Problem to work on
Transcribe, word for word and without additions, each line below from the one containing "as pretty-printed JSON." through the one containing "data = serde_json::to_vec_pretty(&self.current()).map_err(|e|", both ends included.

Provided information
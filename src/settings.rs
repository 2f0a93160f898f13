//! Persisted user settings and the application data directory.
//!
//! The settings record is owned by whatever front end edits it (the CLI's
//! `config set`, or a GUI); the core only reads it once per job as an
//! immutable [`Settings`] value. Loading never blocks startup: a missing or
//! unreadable `config.json` yields [`Settings::default`].

use crate::config::{CompressionTier, OverlayCorner, DEFAULT_PREFIX};
use crate::error::FreezeError;
use serde::{Deserialize, Serialize};
use std::path::{Path, PathBuf};
use std::sync::RwLock;
use tracing::{debug, warn};

/// Environment variable overriding the data directory.
pub const DATA_DIR_ENV: &str = "PDF_FREEZER_DIR";

/// Default output suffix when not overwriting: `report.pdf` → `report_frozen.pdf`.
pub const DEFAULT_SUFFIX: &str = "_frozen";

const APP_DIR_NAME: &str = "pdf-freezer";
const SETTINGS_FILE: &str = "config.json";

/// Directory holding `config.json`, `counter.json`, `counter.lock` and `app.log`.
///
/// - `PDF_FREEZER_DIR` if set
/// - otherwise `<config dir>/pdf-freezer` (`~/.config/pdf-freezer` on Linux,
///   `~/Library/Application Support/pdf-freezer` on macOS,
///   `%APPDATA%\pdf-freezer` on Windows)
pub fn default_data_dir() -> PathBuf {
    if let Some(dir) = std::env::var_os(DATA_DIR_ENV) {
        return PathBuf::from(dir);
    }
    let base = dirs::config_dir()
        .or_else(|| dirs::home_dir().map(|h| h.join(".config")))
        .unwrap_or_else(std::env::temp_dir);
    base.join(APP_DIR_NAME)
}

/// Persisted application settings.
///
/// Every field has a default so partially written files still load.
#[derive(Debug, Clone, PartialEq, Eq, Serialize, Deserialize)]
#[serde(default)]
pub struct Settings {
    /// Serial label prefix.
    pub prefix: String,
    /// Stamp the serial label on the first page.
    pub overlay: bool,
    /// Stored for the settings UI; the stamp colour is always red.
    pub overlay_color: String,
    pub overlay_position: OverlayCorner,
    /// Appended to the file stem when not overwriting.
    pub file_suffix: String,
    /// Replace the input file instead of writing `<stem><suffix>.pdf`.
    pub overwrite_mode: bool,
    pub compression_level: CompressionTier,
}

impl Default for Settings {
    fn default() -> Self {
        Self {
            prefix: DEFAULT_PREFIX.to_string(),
            overlay: true,
            overlay_color: "#FF0000".to_string(),
            overlay_position: OverlayCorner::BottomRight,
            file_suffix: DEFAULT_SUFFIX.to_string(),
            overwrite_mode: false,
            compression_level: CompressionTier::None,
        }
    }
}

/// Load/save wrapper around [`Settings`] stored as pretty-printed JSON.
///
/// Each `update_*` call mutates the in-memory copy and saves immediately.
#[derive(Debug)]
pub struct SettingsStore {
    path: PathBuf,
    current: RwLock<Settings>,
}

impl SettingsStore {
    /// Open the store in `dir`, creating the directory if needed.
    ///
    /// If the file is missing or unreadable the defaults are used and written
    /// back (best effort; a failed write is only logged).
    pub fn open(dir: impl AsRef<Path>) -> Result<Self, FreezeError> {
        let dir = dir.as_ref();
        std::fs::create_dir_all(dir).map_err(|e| FreezeError::Settings {
            path: dir.to_path_buf(),
            detail: e.to_string(),
        })?;

        let store = Self {
            path: dir.join(SETTINGS_FILE),
            current: RwLock::new(Settings::default()),
        };

        if let Err(e) = store.load() {
            debug!("Settings not loaded ({e}); using defaults");
            if let Err(e) = store.save() {
                warn!("Could not write default settings: {e}");
            }
        }

        Ok(store)
    }

    pub fn path(&self) -> &Path {
        &self.path
    }

    /// Re-read the file, replacing the in-memory copy on success.
    pub fn load(&self) -> Result<(), FreezeError> {
        let data = std::fs::read(&self.path).map_err(|e| self.err(e))?;
        let parsed: Settings = serde_json::from_slice(&data).map_err(|e| self.err(e))?;
        *self.write_guard() = parsed;
        Ok(())
    }

    /// Write the in-memory copy to disk.
    pub fn save(&self) -> Result<(), FreezeError> {
        let data = serde_json::to_vec_pretty(&self.current()).map_err(|e| self.err(e))?;
        std::fs::write(&self.path, data).map_err(|e| self.err(e))
    }

    /// Snapshot of the current settings.
    pub fn current(&self) -> Settings {
        match self.current.read() {
            Ok(g) => g.clone(),
            Err(poisoned) => poisoned.into_inner().clone(),
        }
    }

    pub fn update_prefix(&self, prefix: impl Into<String>) -> Result<(), FreezeError> {
        self.update(|s| s.prefix = prefix.into())
    }

    pub fn update_overlay(&self, enabled: bool) -> Result<(), FreezeError> {
        self.update(|s| s.overlay = enabled)
    }

    pub fn update_overlay_position(&self, position: &str) -> Result<(), FreezeError> {
        self.update(|s| s.overlay_position = OverlayCorner::resolve(position))
    }

    /// Unknown level names are stored as `none`.
    pub fn update_compression_level(&self, level: &str) -> Result<(), FreezeError> {
        self.update(|s| s.compression_level = CompressionTier::resolve(level))
    }

    pub fn update_file_suffix(&self, suffix: impl Into<String>) -> Result<(), FreezeError> {
        self.update(|s| s.file_suffix = suffix.into())
    }

    pub fn update_overwrite_mode(&self, overwrite: bool) -> Result<(), FreezeError> {
        self.update(|s| s.overwrite_mode = overwrite)
    }

    fn update(&self, f: impl FnOnce(&mut Settings)) -> Result<(), FreezeError> {
        f(&mut self.write_guard());
        self.save()
    }

    fn write_guard(&self) -> std::sync::RwLockWriteGuard<'_, Settings> {
        match self.current.write() {
            Ok(g) => g,
            Err(poisoned) => poisoned.into_inner(),
        }
    }

    fn err(&self, e: impl ToString) -> FreezeError {
        FreezeError::Settings {
            path: self.path.clone(),
            detail: e.to_string(),
        }
    }
}

#[cfg(test)]
mod tests {
    use super::*;

    #[test]
    fn missing_file_yields_defaults_and_writes_them() {
        let dir = tempfile::tempdir().unwrap();
        let store = SettingsStore::open(dir.path()).unwrap();
        assert_eq!(store.current(), Settings::default());
        assert!(store.path().exists(), "defaults should be written back");
    }

    #[test]
    fn corrupt_file_yields_defaults() {
        let dir = tempfile::tempdir().unwrap();
        std::fs::write(dir.path().join("config.json"), b"{not json").unwrap();
        let store = SettingsStore::open(dir.path()).unwrap();
        assert_eq!(store.current(), Settings::default());
    }

    #[test]
    fn partial_file_fills_missing_fields() {
        let dir = tempfile::tempdir().unwrap();
        std::fs::write(
            dir.path().join("config.json"),
            br#"{"prefix":"INV","compression_level":"ultra","overlay_position":"top-left"}"#,
        )
        .unwrap();
        let s = SettingsStore::open(dir.path()).unwrap().current();
        assert_eq!(s.prefix, "INV");
        assert_eq!(s.compression_level, CompressionTier::None);
        assert_eq!(s.overlay_position, OverlayCorner::TopLeft);
        assert_eq!(s.file_suffix, DEFAULT_SUFFIX);
        assert!(s.overlay);
    }

    #[test]
    fn updates_persist_across_reopen() {
        let dir = tempfile::tempdir().unwrap();
        {
            let store = SettingsStore::open(dir.path()).unwrap();
            store.update_prefix("TEST").unwrap();
            store.update_overlay_position("top-right").unwrap();
            store.update_compression_level("medium").unwrap();
            store.update_overwrite_mode(true).unwrap();
        }
        let s = SettingsStore::open(dir.path()).unwrap().current();
        assert_eq!(s.prefix, "TEST");
        assert_eq!(s.overlay_position, OverlayCorner::TopRight);
        assert_eq!(s.compression_level, CompressionTier::Medium);
        assert!(s.overwrite_mode);
    }

    #[test]
    fn invalid_compression_level_stored_as_none() {
        let dir = tempfile::tempdir().unwrap();
        let store = SettingsStore::open(dir.path()).unwrap();
        store.update_compression_level("high").unwrap();
        store.update_compression_level("extreme").unwrap();
        assert_eq!(store.current().compression_level, CompressionTier::None);
    }

    #[test]
    fn file_format_uses_snake_case_keys() {
        let json = serde_json::to_value(Settings::default()).unwrap();
        assert_eq!(json["overlay_position"], "bottom-right");
        assert_eq!(json["compression_level"], "none");
        assert_eq!(json["overlay_color"], "#FF0000");
        assert_eq!(json["file_suffix"], "_frozen");
    }
}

Final answer
/// Load/save wrapper around [`Settings`] stored as pretty-printed JSON.
///
/// Each `update_*` call mutates the in-memory copy and saves immediately.
#[derive(Debug)]
pub struct SettingsStore {
    path: PathBuf,
    current: RwLock<Settings>,
}

impl SettingsStore {
    /// Open the store in `dir`, creating the directory if needed.
    ///
    /// If the file is missing or unreadable the defaults are used and written
    /// back (best effort; a failed write is only logged).
    pub fn open(dir: impl AsRef<Path>) -> Result<Self, FreezeError> {
        let dir = dir.as_ref();
        std::fs::create_dir_all(dir).map_err(|e| FreezeError::Settings {
            path: dir.to_path_buf(),
            detail: e.to_string(),
        })?;

        let store = Self {
            path: dir.join(SETTINGS_FILE),
            current: RwLock::new(Settings::default()),
        };

        if let Err(e) = store.load() {
            debug!("Settings not loaded ({e}); using defaults");
            if let Err(e) = store.save() {
                warn!("Could not write default settings: {e}");
            }
        }

        Ok(store)
    }

    pub fn path(&self) -> &Path {
        &self.path
    }

    /// Re-read the file, replacing the in-memory copy on success.
    pub fn load(&self) -> Result<(), FreezeError> {
        let data = std::fs::read(&self.path).map_err(|e| self.err(e))?;
        let parsed: Settings = serde_json::from_slice(&data).map_err(|e| self.err(e))?;
        *self.write_guard() = parsed;
        Ok(())
    }

    /// Write the in-memory copy to disk.
    pub fn save(&self) -> Result<(), FreezeError> {
        let data = serde_json::to_vec_pretty(&self.current()).map_err(|e| self.err(e))?;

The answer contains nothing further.